Sunday, October 3, 2010

Column: Need some light entertainment? Get yourself a nephew.


By Thomas Winterhoff
First published on December 13, 2000
Copyright © Thomas Winterhoff

 
My nephew has got to be the coolest three-year old on the planet.

I am in the enviable position of being either an uncle or a pseudo-uncle to a six-pack of kids belonging to sundry relatives or close friends.

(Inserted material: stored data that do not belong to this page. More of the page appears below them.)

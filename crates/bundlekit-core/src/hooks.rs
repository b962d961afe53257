//! Optional caller hooks
//!
//! Failure handling and update notification are capability traits with no-op
//! (or propagating) defaults, so the manager never checks whether a hook was
//! supplied.

use async_trait::async_trait;
use serde::{Deserialize, Serialize};

use crate::types::{BundleKey, Version};
use crate::{BundleError, BundleResult};

// ----------------------------------------------------------------------------
// Failure Handling
// ----------------------------------------------------------------------------

/// Receives fatal errors before the manager closes itself
#[async_trait]
pub trait FailureHandler: Send + Sync {
    /// Handle `err`; returning `Err` propagates to whoever triggered the failure
    async fn on_failure(&self, err: &BundleError) -> BundleResult<()>;
}

/// Default handler: the error propagates to the caller
#[derive(Debug, Clone, Copy, Default)]
pub struct PropagateFailure;

#[async_trait]
impl FailureHandler for PropagateFailure {
    async fn on_failure(&self, err: &BundleError) -> BundleResult<()> {
        Err(err.clone())
    }
}

// ----------------------------------------------------------------------------
// Update Notification
// ----------------------------------------------------------------------------

/// A store version that is newer than the pinned release
#[derive(Debug, Clone, PartialEq, Eq, Serialize, Deserialize)]
pub struct UpdateInfo {
    /// Store identity, `None` for local stores
    pub key: Option<BundleKey>,
    pub version: Version,
    pub fork_id: u64,
}

pub trait UpdateNotifier: Send + Sync {
    fn update_available(&self, update: &UpdateInfo);
}

#[derive(Debug, Clone, Copy, Default)]
pub struct NoUpdateNotifier;

impl UpdateNotifier for NoUpdateNotifier {
    fn update_available(&self, _update: &UpdateInfo) {}
}

#[cfg(test)]
mod tests {
    use super::*;

    #[tokio::test]
    async fn test_default_failure_handler_propagates() {
        let err = BundleError::malformed("bad");
        let result = PropagateFailure.on_failure(&err).await;
        assert!(matches!(result, Err(BundleError::MalformedInput { .. })));
    }
}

Since my wife and I are waiting at least a few more few years before starting a family of our own, all these wee folk essentially provide a pre-natal boot camp, if you will, to prepare us for what we may see in years to come.

The nicest thing about it is that we can revert to kids ourselves as we play with Lego and throw water balloons. It also gives us the very welcome option of quickly handing the little tykes back to their rightful owners once they starting oozing liquids or other noxious substances, or start destroying the house beyond recognition. It’s a very convenient arrangement – and offers up some premium entertainment value at the same time.

Take Nigel, for instance. His happy arrival in our lives took place just over three years ago and the fun hasn’t let up since.

When he was still about a week or two away from crawling for real, he would spend hours rocking back and forth on all fours and then make tentative forays across the carpet – with largely unpredictable results. It was sort of like watching a prairie hayseed test-driving a new tractor, but not quite getting the hang of the gearshift. He would start moving in reverse and you could see his brow furrow up, perplexed that his objective seemed to be moving ever farther away.

Of course, all that effort required a great deal of energy, but fortunately he recognized his tiny body’s fuel requirements and fed on virtually everything in his path. His OTD (Operational Theatre of Destruction) was astounding in its scope. Books, magazines, shower curtains and large pieces of furniture were his favourite foods early on, as was our remote control. On one memorable occasion, he managed to readjust our TV’s colour balance, gain access to channels that we didn’t even know existed and reportedly knock a few satellites out of orbit. There is still residual liquid emanating from the darned thing.

Who would have thought that a single baby could produce so much drool? In one form or another, his liquid output outstripped his intake by a factor of about four to one. It defied the laws of physics.

But just think of all the good one could do with such a remarkable and underutilized resource. You could line up a battalion of babies at the edge of the Gobi Desert, let ’em rip, and that barren wasteland would become a lush and verdant paradise overnight.

As Nigel grew into his “terrible twos”, his destructive powers became truly awesome and made Attila the Hun look like a lightweight. Once he had fully developed bipedal locomotive skills, he was off like a diapered rocket to cause chaos at every turn.

For millennia, humans have gradually perfected optimum methods for eating and drinking. Nigel, clearly a free thinker, chose to forge his own path in this regard. He would watch us taking small sips from our glasses, shake his head with a kind of tolerant amusement, and demonstrate a much more efficient method of drinking. After plunging his entire hand into his glass, thoroughly covering it and the table with milk, he would then simply lick the milk off his hand. Why no one had ever clued into this method before, his expression seemed to say, was beyond him.

Now that he’s older and enjoys conversing with everyone around him (often at an ear-splitting 140 decibels or more), Nigel is really coming into his own. When we babysat him last Halloween, we left the house exhausted.

We had envisioned a quiet evening of pumpkin carving and a few games to keep him amused, but that plan derailed almost before it started. He was very excited about the carving portion of the program and took the opportunity to poke a number of oddly shaped holes in the pumpkin while we weren’t looking.

Hoping to add to the spookiness of the evening, I mistakenly described in gory detail the fleshy “punkween” entrails I was extracting from the victim’s innards – forgetting for a moment that I was dealing with an emotionally sensitive and highly impressionable three-year-old. His face fell and he covered his eyes in horror, putting a premature end to his first pumpkin carving extravaganza and laying the groundwork for years of future therapy.

Fortunately, that episode was soon forgotten as we watched soccer on TV (he cheered for the referee), made a pirate ship out of the couch and scattered dozens of Hot Wheels cars to the four corners of the Earth.

Eventually all the excitement took its toll and his eyelids began to droop. Decked out in his rocketship pajamas and Pokemon runners, he snuggled up between my wife and I, and gamely tried to stay awake just a few minutes longer. He was essentially unconscious a few minutes later, with only a twitching forefinger subconsciously making some last-minute alterations to his nasal mucous configuration. All in all, it was a very successful evening.

Take it from me; a pint-sized relative of the nephew persuasion is pretty much the best fun around. If you already have a quasi-nephew or two, you know what I’m talking about. If your siblings haven’t had kids yet (but are so inclined), give them a bottle of wine, some Barry White CDs and some scented candles – and tell them to get busy. You don’t know all the fun you’re missing.